And then, there were those who remained silent, aligning themselves with the strongest—families descended from elves, like the Weasleys and Prewetts, and others who valued survival above all.
The war was brutal.
It became a witch hunt.
The first World War of Magic.
A union of all the ancient wizarding houses—the Gryffindors, Slytherins, Hufflepuffs, Ravenclaws, and countless others—stood against us.
Against the old monsters of the era.
Against the Zion family, the Peverells, the Dreamers, the Emrys, the Pendragons.
They called it The Time War.
Because in that war, time was never certain.
One moment, you would be in a meeting with your family, planning your next move.
The next, your wife had never existed, your children erased from history, your home never built.
Only the present mattered.
Only the now.
But fate was not content with simply watching.
It intervened, bending the war in favor of its chosen ones.
It made its first mistake.
Our patriarch discovered something horrifying.
Every time we used our magic to navigate time—whether to glimpse the future or rewrite the past—what we found was different.
Changed.
Unpredictable.
Fate was rewriting history.
By alerting the family in forms of divinations and other practices.
But in doing so, it exposed something we had never known before.
The Multiverse.
Or at least that was the named the Patriarch of that time named it.
This realization changed everything.
My ancestors saw timelines that should not exist, realities that contradicted one another.
Desperate, the Zion patriarch sought the help of the Dreamers, asking them to create something that could keep us connected, no matter the distance.
No matter the timeline.
A collective consciousness.
It was their greatest discovery.
And our downfall.
One day, the Dreamers simply died.
They were found with bleeding eyes, crimson tears staining their lifeless faces.
Without their dream connection, our forces collapsed.

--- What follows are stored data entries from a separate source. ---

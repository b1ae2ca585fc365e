use std::collections::HashMap;

use warpsearch_dtw::{BoundedDtw, DtwOutcome, Window, lb_keogh};

use crate::cache::EnvelopeCache;
use crate::driver::CancelToken;
use crate::error::SearchError;
use crate::neighbor::Neighbor;
use crate::store::SequenceStore;

/// LB_Keogh against the query envelope, then DTW pruned at the smaller of the
/// best-so-far and an upper bound on the pair's cost.
///
/// The upper bound is the pair's exact cost at a smaller window when one was
/// computed earlier in the session, else the diagonal (Euclidean) cost.
#[derive(Debug)]
pub(crate) struct Cascading<'a> {
    cache: EnvelopeCache<'a>,
    // Keyed by (smaller index, larger index).
    seeds: HashMap<(usize, usize), DtwOutcome>,
}

impl<'a> Cascading<'a> {
    pub(crate) fn new(store: &'a SequenceStore) -> Self {
        Self {
            cache: EnvelopeCache::new(store),
            seeds: HashMap::new(),
        }
    }

    pub(crate) fn neighbors(
        &mut self,
        window: Window,
        cancel: &CancelToken,
    ) -> Result<Vec<Option<Neighbor>>, SearchError> {
        let store = self.cache.store();
        let dtw = BoundedDtw::new(window);
        let mut neighbors = Vec::with_capacity(store.len());

        for query in 0..store.len() {
            cancel.check()?;
            let mut best: Option<Neighbor> = None;
            for candidate in (0..store.len()).filter(|&c| c != query) {
                let threshold = best.map_or(f64::INFINITY, |b| b.cost.value());
                let key = (query.min(candidate), query.max(candidate));
                let seed = self.seeds.get(&key).copied();

                let cost = match seed.filter(|s| s.holds_at(window)) {
                    Some(known) => known.cost(),
                    None => {
                        let envelope = self.cache.envelope(query, window);
                        if lb_keogh(store.view(candidate).as_slice(), envelope) >= threshold {
                            continue;
                        }
                        let (a, b) = (store.view(query), store.view(candidate));
                        let upper = seed
                            .filter(|s| s.window() <= window)
                            .or_else(|| BoundedDtw::diagonal(a, b))
                            .map_or(f64::INFINITY, |s| s.cost().value());
                        let outcome = dtw.cost_pruned(a, b, upper, threshold);
                        if outcome.is_exact() {
                            self.seeds.insert(key, outcome);
                        }
                        outcome.cost()
                    }
                };

                if cost.value() < threshold {
                    best = Some(Neighbor {
                        index: candidate,
                        cost,
                    });
                }
            }
            neighbors.push(best);
        }
        Ok(neighbors)
    }
}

It was divide and conquer.
The Dreamers were the first to fall.
Then, the Emrys.
Despite nearly wiping out the elves, the dwarves, and three of the four Hogwarts houses, they were overwhelmed.
A coalition of magical clans, including those with phoenixes as their partners, crushed them.
The Pendragons were betrayed by those they trusted most—the Muggles.
They had believed in peace, in unity.
And in return, they were handed over to ancient vampires, werewolves, and the dark wizards of Slytherin descent.
The Pendragons died cursing the ones they had tried to protect.
With each defeat, my family burned with rage.
We struck back, harder than ever.
The Zion family wiped out most of the divination clan, ensuring that fate's chosen had no future.
But our time was running out.
Ironically, as the masters of time, we could feel the end approaching.
We refused to accept extinction.
So we turned to the last resort.
So we devised a ritual.
Like the saying goes:
"If God is all-powerful, then He is not all-merciful."
"And if He is all-merciful, then He is not all-powerful."
Thousands of our own were sacrificed.
Not just in our world, but across the multiverse.
Our own hands spilled the blood of our kin, all for the sake of vengeance.
Only the remnants of our bloodline survived.
The Squibs.
The weaker ones.
The ones who had been cast out.
And some of the main line to ensure the ritual success.
Then, we disappeared.
No one heard from us again.
And then... Silence.
The world believed we were gone.
But we were never truly gone.
We went into hiding within Muggle society.
With every year, every month, every day, every second, they gathered knowledge—not just from our world, but from across dimensions.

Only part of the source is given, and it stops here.